* **ACTIVITY**
If a line of the listing contains the string "value", return that line.
Content starts
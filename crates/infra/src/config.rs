//! Application configuration loaded from a YAML file.
//!
//! # Environment overrides
//!
//! Applied after the file is parsed; a `.env` file is honored if present.
//! - `POSTGRES_USER`, `POSTGRES_PASSWORD`, `POSTGRES_DB`
//! - `JWT_SIGN` - token signing secret

use std::path::{Path, PathBuf};
use std::time::Duration;

use secrecy::{ExposeSecret, SecretString};
use serde::{Deserialize, Deserializer};
use sqlx::postgres::PgConnectOptions;
use thiserror::Error;

use pvz_observability::LoggingConfig;

#[derive(Debug, Error)]
pub enum ConfigError {
    #[error("config must be in yaml format: {0}")]
    MustBeYaml(PathBuf),
    #[error("failed to read config {path}: {source}")]
    Read {
        path: PathBuf,
        #[source]
        source: std::io::Error,
    },
    #[error("failed to parse config: {0}")]
    Parse(#[from] serde_yaml::Error),
    #[error("invalid config value {0}: {1}")]
    Invalid(&'static str, String),
}

fn secret<'de, D>(deserializer: D) -> Result<SecretString, D::Error>
where
    D: Deserializer<'de>,
{
    String::deserialize(deserializer).map(SecretString::from)
}

fn empty_secret() -> SecretString {
    SecretString::from(String::new())
}

#[derive(Debug, Deserialize)]
#[serde(rename_all = "kebab-case")]
pub struct AppConfig {
    #[serde(default)]
    pub http: HttpConfig,
    #[serde(default)]
    pub storage: StorageConfig,
    #[serde(default)]
    pub postgres: PostgresConfig,
    pub auth: AuthConfig,
    #[serde(default)]
    pub logging: LoggingConfig,
}

#[derive(Debug, Clone, Deserialize)]
#[serde(default)]
pub struct HttpConfig {
    pub host: String,
    pub port: u16,
}

impl Default for HttpConfig {
    fn default() -> Self {
        Self { host: "0.0.0.0".to_string(), port: 8080 }
    }
}

impl HttpConfig {
    pub fn bind_address(&self) -> String {
        format!("{}:{}", self.host, self.port)
    }
}

#[derive(Debug, Copy, Clone, Default, PartialEq, Eq, Deserialize)]
#[serde(rename_all = "lowercase")]
pub enum StorageBackend {
    #[default]
    Memory,
    Postgres,
}

#[derive(Debug, Clone, Default, Deserialize)]
#[serde(default)]
pub struct StorageConfig {
    pub backend: StorageBackend,
}

#[derive(Debug, Deserialize)]
#[serde(default, rename_all = "kebab-case")]
pub struct PostgresConfig {
    pub host: String,
    pub port: u16,
    pub user: String,
    #[serde(deserialize_with = "secret")]
    pub password: SecretString,
    pub db: String,
    pub connect_attempts: u32,
    pub connect_timeout_secs: u64,
    pub max_connections: u32,
}

impl Default for PostgresConfig {
    fn default() -> Self {
        Self {
            host: "localhost".to_string(),
            port: 5432,
            user: "postgres".to_string(),
            password: empty_secret(),
            db: "pvz".to_string(),
            connect_attempts: 5,
            connect_timeout_secs: 5,
            max_connections: 10,
        }
    }
}

impl PostgresConfig {
    pub fn connect_options(&self) -> PgConnectOptions {
        PgConnectOptions::new()
            .host(&self.host)
            .port(self.port)
            .username(&self.user)
            .password(self.password.expose_secret())
            .database(&self.db)
    }

    pub fn connect_timeout(&self) -> Duration {
        Duration::from_secs(self.connect_timeout_secs)
    }
}

#[derive(Debug, Deserialize)]
pub struct AuthConfig {
    pub jwt: JwtConfig,
}

#[derive(Debug, Deserialize)]
#[serde(rename_all = "kebab-case")]
pub struct JwtConfig {
    pub token_ttl_secs: i64,
    #[serde(deserialize_with = "secret", default = "empty_secret")]
    pub sign: SecretString,
    #[serde(default = "default_issuer")]
    pub issuer: String,
}

fn default_issuer() -> String {
    "pvz".to_string()
}

/// One year; tokens living longer than that are a misconfiguration.
pub const MAX_TOKEN_TTL_SECS: i64 = 365 * 24 * 60 * 60;

impl JwtConfig {
    /// Clamped to `1..=MAX_TOKEN_TTL_SECS`, so an unvalidated value cannot
    /// overflow token timestamps.
    pub fn token_ttl(&self) -> chrono::Duration {
        let secs = self.token_ttl_secs.clamp(1, MAX_TOKEN_TTL_SECS);
        chrono::Duration::try_seconds(secs).unwrap_or(chrono::Duration::seconds(MAX_TOKEN_TTL_SECS))
    }
}

impl AppConfig {
    /// Load from `path`, then apply environment overrides and validate.
    pub fn load(path: impl AsRef<Path>) -> Result<Self, ConfigError> {
        let path = path.as_ref();
        let is_yaml = matches!(
            path.extension().and_then(|e| e.to_str()),
            Some("yaml") | Some("yml")
        );
        if !is_yaml {
            return Err(ConfigError::MustBeYaml(path.to_path_buf()));
        }

        let _ = dotenvy::dotenv();

        let raw = std::fs::read_to_string(path).map_err(|source| ConfigError::Read {
            path: path.to_path_buf(),
            source,
        })?;

        let mut config = Self::from_yaml_str(&raw)?;
        config.apply_overrides(|key| std::env::var(key).ok());
        config.validate()?;
        Ok(config)
    }

    pub fn from_yaml_str(raw: &str) -> Result<Self, ConfigError> {
        Ok(serde_yaml::from_str(raw)?)
    }

    pub fn apply_overrides(&mut self, lookup: impl Fn(&str) -> Option<String>) {
        if let Some(user) = lookup("POSTGRES_USER") {
            self.postgres.user = user;
        }
        if let Some(password) = lookup("POSTGRES_PASSWORD") {
            self.postgres.password = SecretString::from(password);
        }
        if let Some(db) = lookup("POSTGRES_DB") {
            self.postgres.db = db;
        }
        if let Some(sign) = lookup("JWT_SIGN") {
            self.auth.jwt.sign = SecretString::from(sign);
        }
    }

    pub fn validate(&self) -> Result<(), ConfigError> {
        if self.auth.jwt.sign.expose_secret().is_empty() {
            return Err(ConfigError::Invalid("auth.jwt.sign", "must not be empty".to_string()));
        }
        let ttl = self.auth.jwt.token_ttl_secs;
        if ttl <= 0 || ttl > MAX_TOKEN_TTL_SECS {
            return Err(ConfigError::Invalid(
                "auth.jwt.token-ttl-secs",
                format!("must be within 1..={MAX_TOKEN_TTL_SECS}, got {ttl}"),
            ));
        }
        Ok(())
    }
}

#[cfg(test)]
mod tests {
    use std::collections::HashMap;

    use pvz_observability::LogFormat;

    use super::*;

    const FULL: &str = r#"
http:
  host: 127.0.0.1
  port: 9000
storage:
  backend: postgres
postgres:
  host: db
  port: 5433
  user: pvz
  password: hunter2
  db: pvz_test
  connect-attempts: 3
  connect-timeout-secs: 2
  max-connections: 4
auth:
  jwt:
    token-ttl-secs: 3600
    sign: s3cr3t
    issuer: pvz-service
logging:
  level: debug
  format: pretty
"#;

    #[test]
    fn parses_full_file() {
        let config = AppConfig::from_yaml_str(FULL).unwrap();

        assert_eq!(config.http.bind_address(), "127.0.0.1:9000");
        assert_eq!(config.storage.backend, StorageBackend::Postgres);
        assert_eq!(config.postgres.user, "pvz");
        assert_eq!(config.postgres.password.expose_secret(), "hunter2");
        assert_eq!(config.postgres.connect_attempts, 3);
        assert_eq!(config.postgres.connect_timeout(), Duration::from_secs(2));
        assert_eq!(config.auth.jwt.token_ttl(), chrono::Duration::hours(1));
        assert_eq!(config.auth.jwt.issuer, "pvz-service");
        assert_eq!(config.logging.format, LogFormat::Pretty);
        assert!(config.validate().is_ok());
    }

    #[test]
    fn sections_default_when_absent() {
        let config = AppConfig::from_yaml_str("auth:\n  jwt:\n    token-ttl-secs: 60\n    sign: x\n").unwrap();
        assert_eq!(config.storage.backend, StorageBackend::Memory);
        assert_eq!(config.http.port, 8080);
        assert_eq!(config.postgres.port, 5432);
        assert_eq!(config.auth.jwt.issuer, "pvz");
    }

    #[test]
    fn environment_overrides_file() {
        let mut config = AppConfig::from_yaml_str(FULL).unwrap();
        let env: HashMap<&str, &str> = [
            ("POSTGRES_USER", "env-user"),
            ("POSTGRES_PASSWORD", "env-pass"),
            ("POSTGRES_DB", "env-db"),
            ("JWT_SIGN", "env-sign"),
        ]
        .into_iter()
        .collect();

        config.apply_overrides(|key| env.get(key).map(|v| v.to_string()));

        assert_eq!(config.postgres.user, "env-user");
        assert_eq!(config.postgres.password.expose_secret(), "env-pass");
        assert_eq!(config.postgres.db, "env-db");
        assert_eq!(config.auth.jwt.sign.expose_secret(), "env-sign");
    }

    #[test]
    fn rejects_missing_sign_and_bad_ttl() {
        let config = AppConfig::from_yaml_str("auth:\n  jwt:\n    token-ttl-secs: 60\n").unwrap();
        assert!(matches!(config.validate(), Err(ConfigError::Invalid("auth.jwt.sign", _))));

        let config = AppConfig::from_yaml_str("auth:\n  jwt:\n    token-ttl-secs: 0\n    sign: x\n").unwrap();
        assert!(matches!(
            config.validate(),
            Err(ConfigError::Invalid("auth.jwt.token-ttl-secs", _))
        ));
    }

    #[test]
    fn huge_ttl_is_rejected_and_never_panics() {
        let raw = format!("auth:\n  jwt:\n    token-ttl-secs: {}\n    sign: x\n", i64::MAX);
        let config = AppConfig::from_yaml_str(&raw).unwrap();
        assert!(matches!(
            config.validate(),
            Err(ConfigError::Invalid("auth.jwt.token-ttl-secs", _))
        ));
        assert_eq!(config.auth.jwt.token_ttl(), chrono::Duration::seconds(MAX_TOKEN_TTL_SECS));

        let raw = format!("auth:\n  jwt:\n    token-ttl-secs: {MAX_TOKEN_TTL_SECS}\n    sign: x\n");
        assert!(AppConfig::from_yaml_str(&raw).unwrap().validate().is_ok());
    }

    #[test]
    fn non_yaml_path_is_rejected() {
        assert!(matches!(AppConfig::load("config.json"), Err(ConfigError::MustBeYaml(_))));
        assert!(matches!(AppConfig::load("config"), Err(ConfigError::MustBeYaml(_))));
    }

    #[test]
    fn debug_output_redacts_secrets() {
        let config = AppConfig::from_yaml_str(FULL).unwrap();
        let rendered = format!("{config:?}");
        assert!(!rendered.contains("hunter2"));
        assert!(!rendered.contains("s3cr3t"));
    }
}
Content ends
* **ANSWER TO THE EXERCISE**
    #[error("invalid config value {0}: {1}")]
    /// Clamped to `1..=MAX_TOKEN_TTL_SECS`, so an unvalidated value cannot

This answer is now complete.